At COP28, the first annual implementation report of the Sharm El Sheikh Adaptation Agenda (SAA) will assess progress towards its implementation. Launched by the President of Egypt at COP27, SAA, through collaboration with High-Level Champions (HLCs), aims to deliver priority global adaptation outcomes urgently needed to increase the resilience of 4 billion people by 2030. Provide a list of goals. The agenda focuses on: He identified necessary transformations across six impact systems: food and agriculture, water and nature, human settlements, coasts and oceans, infrastructure, and health. with his two cross-cutting enablers of policy and planning and finance. These systems are intertwined, with diverse sets of actions and solutions across sectors and systems provided and enabled by a variety of actors, including businesses and financial institutions, nongovernmental organizations (NGOs), and policy makers at all levels. A plan is needed.

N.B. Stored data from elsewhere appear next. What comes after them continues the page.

//! Queue command implementation.

use anyhow::Result;
use console::style;

use fyrd_sched::QueueType;

use super::common::{Paths, Session};

/// Execute the queue command.
pub async fn execute(paths: &Paths, qtype: Option<&str>) -> Result<()> {
    let session = Session::open(paths).await?;
    let qtype = match qtype {
        Some(name) => name.parse::<QueueType>()?,
        None => session.config.qtype()?,
    };

    let len = session.cluster.queue_len(qtype).await?;
    println!(
        "{} {} job(s) in the {} queue (limit {})",
        style("→").cyan().bold(),
        style(len).yellow(),
        qtype,
        session.config.queue.max_jobs
    );
    Ok(())
}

The SAA report enhances the role of businesses in delivering economic, social and environmental resilience across priority systems. The report recognizes the work undertaken by the World Economic Forum in collaboration with PwC and focuses on three elements: strengthening resilience, identifying opportunities and collaborating with others to accelerate adaptation action. leveraged to present a clear approach that companies can use to support their business cases. .
At COP28, the business community will explore opportunities to accelerate adaptation action, which will lead to the publication of discussion papers to be launched after COP28. This paper includes examples of business activities across the SAA system to help inform and demonstrate where businesses have made progress and where they need to accelerate their efforts.
Preliminary analysis suggests that although system-level transformation is not occurring as quickly as needed, major international organizations have made significant progress in recent years in bringing businesses together and generating support resources to accelerate adaptation. There are already indications that progress is being made. Corporate awareness and action across food and agriculture, water and natural systems appears to be moving at a faster rate compared to health, human settlements and infrastructure systems. There, private sector contributions appear to be lagging in assessing and responding to climate change adaptation risks. chance.
There has never been a better time for businesses to understand the opportunities presented by investing in climate adaptation and resilience, and without which SAA cannot be achieved.